Kann der Verkäufer einen Mangel mit zwei Reparaturversuchen nicht beseitigen, darf der Käufer das Auto zurückgeben

onlineurteile.de - Im November 2016 hatte Herr M für 5.300 Euro ein gebrauchtes Cabrio gekauft. Von Anfang an gab es Probleme beim Öffnen und Schließen des Verdecks. Einige Monate nach dem Kauf wandte sich der Kunde an den Autohändler und reklamierte den Mangel. Der Verkäufer versuchte im April, im Mai und im Juli 2017, das Verdeck zu reparieren. Doch auch nach dem dritten Versuch ließ es sich nicht richtig öffnen und schließen.

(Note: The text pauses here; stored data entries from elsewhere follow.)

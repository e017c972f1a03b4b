//! Sample graphs for trying the analysis from the command line

use pea_compiler::ir::{ArithmeticOp, Graph, GraphBuilder, ValueKind};

pub struct Sample {
    pub name: &'static str,
    pub description: &'static str,
    build: fn() -> Option<Graph>,
}

impl Sample {
    pub fn build(&self) -> Result<Graph, String> {
        (self.build)().ok_or_else(|| format!("Failed to build sample '{}'", self.name))
    }
}

pub const SAMPLES: &[Sample] = &[
    Sample {
        name: "point-merge",
        description: "Field stored on both sides of a branch, read after the merge",
        build: point_merge,
    },
    Sample {
        name: "branch-escape",
        description: "Object published on one branch and read on the other",
        build: branch_escape,
    },
    Sample {
        name: "counter-loop",
        description: "Field incremented in a loop and read after it",
        build: counter_loop,
    },
    Sample {
        name: "loop-escape",
        description: "Object published inside a loop",
        build: loop_escape,
    },
    Sample {
        name: "cycle",
        description: "Two objects referring to each other, then published",
        build: cycle,
    },
    Sample {
        name: "locked",
        description: "Monitor held on a virtual object across a safepoint",
        build: locked,
    },
];

pub fn find(name: &str) -> Option<&'static Sample> {
    SAMPLES.iter().find(|s| s.name == name)
}

fn point_merge() -> Option<Graph> {
    let mut b = GraphBuilder::new();
    let point = b.add_class("Point", None, &[("x", ValueKind::Int), ("y", ValueKind::Int)]);
    let x = b.field(point, "x")?;
    let cond = b.build_parameter(0, ValueKind::Bool);
    let one = b.build_int(1);
    let two = b.build_int(2);
    let alloc = b.build_new_instance(point)?;
    let left = b.create_block("left");
    let right = b.create_block("right");
    let merge = b.create_block("merge");
    b.build_if(cond, left, right)?;

    b.switch_to_block(left);
    b.build_store_field(alloc, x, one)?;
    b.build_goto(merge)?;
    b.switch_to_block(right);
    b.build_store_field(alloc, x, two)?;
    b.build_goto(merge)?;

    b.switch_to_block(merge);
    let load = b.build_load_field(alloc, x)?;
    b.build_return(Some(load))?;
    Some(b.finish())
}

fn branch_escape() -> Option<Graph> {
    let mut b = GraphBuilder::new();
    let point = b.add_class("Point", None, &[("x", ValueKind::Int), ("y", ValueKind::Int)]);
    let x = b.field(point, "x")?;
    let cond = b.build_parameter(0, ValueKind::Bool);
    let alloc = b.build_new_instance(point)?;
    let escapes = b.create_block("escapes");
    let stays = b.create_block("stays");
    b.build_if(cond, escapes, stays)?;

    b.switch_to_block(escapes);
    b.build_invoke("publish", &[alloc], ValueKind::Void)?;
    b.build_return(None)?;
    b.switch_to_block(stays);
    let load = b.build_load_field(alloc, x)?;
    b.build_return(Some(load))?;
    Some(b.finish())
}

fn counter_loop() -> Option<Graph> {
    let mut b = GraphBuilder::new();
    let counter = b.add_class("Counter", None, &[("count", ValueKind::Int)]);
    let count = b.field(counter, "count")?;
    let cond = b.build_parameter(0, ValueKind::Bool);
    let one = b.build_int(1);
    let alloc = b.build_new_instance(counter)?;
    let header = b.create_block("header");
    let body = b.create_block("body");
    let exit = b.create_block("exit");
    b.build_goto(header)?;
    b.switch_to_block(header);
    b.build_if(cond, body, exit)?;

    b.switch_to_block(body);
    let current = b.build_load_field(alloc, count)?;
    let next = b.build_arithmetic(ArithmeticOp::Add, current, one)?;
    b.build_store_field(alloc, count, next)?;
    b.build_goto(header)?;

    b.switch_to_block(exit);
    let result = b.build_load_field(alloc, count)?;
    b.build_return(Some(result))?;
    Some(b.finish())
}

fn loop_escape() -> Option<Graph> {
    let mut b = GraphBuilder::new();
    let point = b.add_class("Point", None, &[("x", ValueKind::Int)]);
    let cond = b.build_parameter(0, ValueKind::Bool);
    let alloc = b.build_new_instance(point)?;
    let header = b.create_block("header");
    let body = b.create_block("body");
    let exit = b.create_block("exit");
    b.build_goto(header)?;
    b.switch_to_block(header);
    b.build_if(cond, body, exit)?;

    b.switch_to_block(body);
    b.build_invoke("publish", &[alloc], ValueKind::Void)?;
    b.build_goto(header)?;
    b.switch_to_block(exit);
    b.build_return(None)?;
    Some(b.finish())
}

fn cycle() -> Option<Graph> {
    let mut b = GraphBuilder::new();
    let node = b.add_class("Node", None, &[("next", ValueKind::Object)]);
    let next = b.field(node, "next")?;
    let first = b.build_new_instance(node)?;
    let second = b.build_new_instance(node)?;
    b.build_store_field(first, next, second)?;
    b.build_store_field(second, next, first)?;
    b.build_invoke("publish", &[first], ValueKind::Void)?;
    b.build_return(None)?;
    Some(b.finish())
}

fn locked() -> Option<Graph> {
    let mut b = GraphBuilder::new();
    let point = b.add_class("Point", None, &[("x", ValueKind::Int)]);
    let alloc = b.build_new_instance(point)?;
    b.build_monitor_enter(alloc)?;
    let call = b.build_invoke("safepoint", &[], ValueKind::Void)?;
    let state = b.build_frame_state(&[alloc]);
    b.attach_state(call, state)?;
    b.build_monitor_exit(alloc)?;
    b.build_return(None)?;
    Some(b.finish())
}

Frustriert erklärte nun der Herr M den Rücktritt vom Kaufvertrag und verlangte den Kaufpreis zurück. Darauf wollte sich der Autohändler nicht einlassen. Seine Begründung: Ursache der Schwierigkeiten mit dem Verdeck könnte ein Mangel des Steuergeräts sein, der bei der Übergabe des Fahrzeugs im November 2016 noch nicht vorhanden war. Dafür müsse er als Verkäufer nicht einstehen.

Mit diesem Argument konnte sich der Händler beim Oberlandesgericht Bamberg nicht durchsetzen: Es entschied den Streit zu Gunsten des Kunden (3 U 54/18). Wenn ein Mangel nach zwei erfolglosen Reparaturversuchen — und hier seien es sogar drei gewesen — immer noch nicht behoben sei, stehe der Misserfolg der Nachbesserung endgültig fest. Selbst wenn die Probleme mit dem Verdeck nur das Symptom eines unbekannten Mangels am Steuergerät wären, dürfte Käufer M vom Kauf zurücktreten.

Bei Fahrzeugen könne man oft nicht sicher feststellen, ob eine Mangelursache schon beim Kauf vorlag. Deshalb habe der Bundesgerichtshof zu Gunsten der Käufer folgenden Grundsatz aufgestellt: Die Frage, ob die Nachbesserung des Verkäufers fehlgeschlagen sei, sei auch dann mit "Ja" zu beantworten, wenn ein Mangelsymptom immer wieder auftrete. Käufer müssten nicht beweisen, dass das Symptom auf eine Ursache zurückzuführen ist, die bereits beim Kauf vorhanden war.